MATERIAL SUPPLIED section start

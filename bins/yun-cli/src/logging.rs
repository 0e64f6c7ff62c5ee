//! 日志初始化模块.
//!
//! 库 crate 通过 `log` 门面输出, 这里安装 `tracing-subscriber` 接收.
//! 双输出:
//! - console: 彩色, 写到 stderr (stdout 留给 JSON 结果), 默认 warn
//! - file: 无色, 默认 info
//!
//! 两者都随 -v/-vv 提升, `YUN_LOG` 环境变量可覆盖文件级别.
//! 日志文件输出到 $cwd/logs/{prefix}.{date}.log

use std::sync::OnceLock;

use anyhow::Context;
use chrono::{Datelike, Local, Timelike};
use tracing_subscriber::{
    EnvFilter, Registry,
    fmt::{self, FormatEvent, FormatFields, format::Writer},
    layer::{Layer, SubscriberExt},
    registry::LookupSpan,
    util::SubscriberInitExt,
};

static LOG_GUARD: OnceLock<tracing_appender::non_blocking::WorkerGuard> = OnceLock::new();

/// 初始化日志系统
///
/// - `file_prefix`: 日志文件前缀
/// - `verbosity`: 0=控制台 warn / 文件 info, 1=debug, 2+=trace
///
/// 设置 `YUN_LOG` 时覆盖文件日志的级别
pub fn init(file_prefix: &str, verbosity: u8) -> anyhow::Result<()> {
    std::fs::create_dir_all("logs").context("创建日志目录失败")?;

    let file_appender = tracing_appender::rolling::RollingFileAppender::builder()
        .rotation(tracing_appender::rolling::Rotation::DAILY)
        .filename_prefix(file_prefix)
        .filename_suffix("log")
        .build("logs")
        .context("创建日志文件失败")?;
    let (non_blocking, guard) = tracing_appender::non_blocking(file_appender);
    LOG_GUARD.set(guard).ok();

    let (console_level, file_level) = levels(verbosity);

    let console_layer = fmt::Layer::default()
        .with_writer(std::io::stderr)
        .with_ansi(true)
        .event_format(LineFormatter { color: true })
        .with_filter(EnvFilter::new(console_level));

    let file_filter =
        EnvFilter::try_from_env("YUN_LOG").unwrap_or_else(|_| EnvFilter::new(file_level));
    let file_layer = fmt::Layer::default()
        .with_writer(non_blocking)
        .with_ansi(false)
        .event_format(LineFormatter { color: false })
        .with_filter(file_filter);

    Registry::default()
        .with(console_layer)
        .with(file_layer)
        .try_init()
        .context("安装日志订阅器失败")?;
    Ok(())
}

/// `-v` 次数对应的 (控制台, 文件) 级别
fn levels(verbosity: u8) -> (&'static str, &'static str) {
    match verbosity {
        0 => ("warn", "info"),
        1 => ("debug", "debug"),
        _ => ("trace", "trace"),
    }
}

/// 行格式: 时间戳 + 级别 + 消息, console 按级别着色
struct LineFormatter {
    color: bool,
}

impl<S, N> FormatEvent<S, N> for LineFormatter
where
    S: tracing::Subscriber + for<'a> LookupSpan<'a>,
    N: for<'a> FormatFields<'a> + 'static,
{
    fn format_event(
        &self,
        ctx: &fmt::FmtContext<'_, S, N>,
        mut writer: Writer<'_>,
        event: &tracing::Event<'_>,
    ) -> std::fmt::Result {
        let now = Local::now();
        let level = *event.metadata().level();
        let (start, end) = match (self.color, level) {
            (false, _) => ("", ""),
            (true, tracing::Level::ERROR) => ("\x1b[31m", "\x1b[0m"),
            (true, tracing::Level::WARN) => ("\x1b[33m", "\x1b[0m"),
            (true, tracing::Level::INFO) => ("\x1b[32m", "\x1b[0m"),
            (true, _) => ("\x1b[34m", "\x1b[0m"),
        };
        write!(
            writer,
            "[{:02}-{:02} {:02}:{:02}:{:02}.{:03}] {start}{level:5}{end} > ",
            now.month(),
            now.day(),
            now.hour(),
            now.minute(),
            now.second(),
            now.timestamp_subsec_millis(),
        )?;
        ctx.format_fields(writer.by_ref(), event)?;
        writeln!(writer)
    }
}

MATERIAL SUPPLIED section end

Each and every entry needs to be repeated exactly.

_EXPECTED ANSWER_.
filename bins/yun-cli/src/logging.rs
repository 0e64f6c7ff62c5ee
//! 日志初始化模块.
//!
//! 库 crate 通过 `log` 门面输出, 这里安装 `tracing-subscriber` 接收.
//! 双输出:
//! - console: 彩色, 写到 stderr (stdout 留给 JSON 结果), 默认 warn
//! - file: 无色, 默认 info
//!
//! 两者都随 -v/-vv 提升, `YUN_LOG` 环境变量可覆盖文件级别.
//! 日志文件输出到 $cwd/logs/{prefix}.{date}.log

use std::sync::OnceLock;

use anyhow::Context;
use chrono::{Datelike, Local, Timelike};
use tracing_subscriber::{
    EnvFilter, Registry,
    fmt::{self, FormatEvent, FormatFields, format::Writer},
    layer::{Layer, SubscriberExt},
    registry::LookupSpan,
    util::SubscriberInitExt,
};

static LOG_GUARD: OnceLock<tracing_appender::non_blocking::WorkerGuard> = OnceLock::new();

/// 初始化日志系统
///
/// - `file_prefix`: 日志文件前缀
/// - `verbosity`: 0=控制台 warn / 文件 info, 1=debug, 2+=trace
///
/// 设置 `YUN_LOG` 时覆盖文件日志的级别
pub fn init(file_prefix: &str, verbosity: u8) -> anyhow::Result<()> {
    std::fs::create_dir_all("logs").context("创建日志目录失败")?;

    let file_appender = tracing_appender::rolling::RollingFileAppender::builder()
        .rotation(tracing_appender::rolling::Rotation::DAILY)
        .filename_prefix(file_prefix)
        .filename_suffix("log")
        .build("logs")
        .context("创建日志文件失败")?;
    let (non_blocking, guard) = tracing_appender::non_blocking(file_appender);
    LOG_GUARD.set(guard).ok();

    let (console_level, file_level) = levels(verbosity);

    let console_layer = fmt::Layer::default()
        .with_writer(std::io::stderr)
        .with_ansi(true)
        .event_format(LineFormatter { color: true })
        .with_filter(EnvFilter::new(console_level));

    let file_filter =
        EnvFilter::try_from_env("YUN_LOG").unwrap_or_else(|_| EnvFilter::new(file_level));
    let file_layer = fmt::Layer::default()
        .with_writer(non_blocking)
        .with_ansi(false)
        .event_format(LineFormatter { color: false })
        .with_filter(file_filter);

    Registry::default()
        .with(console_layer)
        .with(file_layer)
        .try_init()
        .context("安装日志订阅器失败")?;
    Ok(())
}

/// `-v` 次数对应的 (控制台, 文件) 级别
fn levels(verbosity: u8) -> (&'static str, &'static str) {
    match verbosity {
        0 => ("warn", "info"),
        1 => ("debug", "debug"),
        _ => ("trace", "trace"),
    }
}

/// 行格式: 时间戳 + 级别 + 消息, console 按级别着色
struct LineFormatter {
    color: bool,
}

impl<S, N> FormatEvent<S, N> for LineFormatter
where
    S: tracing::Subscriber + for<'a> LookupSpan<'a>,
    N: for<'a> FormatFields<'a> + 'static,
{
    fn format_event(
        &self,
        ctx: &fmt::FmtContext<'_, S, N>,
        mut writer: Writer<'_>,
        event: &tracing::Event<'_>,
    ) -> std::fmt::Result {
        let now = Local::now();
        let level = *event.metadata().level();
        let (start, end) = match (self.color, level) {
            (false, _) => ("", ""),
            (true, tracing::Level::ERROR) => ("\x1b[31m", "\x1b[0m"),
            (true, tracing::Level::WARN) => ("\x1b[33m", "\x1b[0m"),
            (true, tracing::Level::INFO) => ("\x1b[32m", "\x1b[0m"),
            (true, _) => ("\x1b[34m", "\x1b[0m"),
        };
        write!(
            writer,
            "[{:02}-{:02} {:02}:{:02}:{:02}.{:03}] {start}{level:5}{end} > ",
            now.month(),
            now.day(),
            now.hour(),
            now.minute(),
            now.second(),
            now.timestamp_subsec_millis(),
        )?;
        ctx.format_fields(writer.by_ref(), event)?;
        writeln!(writer)
    }
}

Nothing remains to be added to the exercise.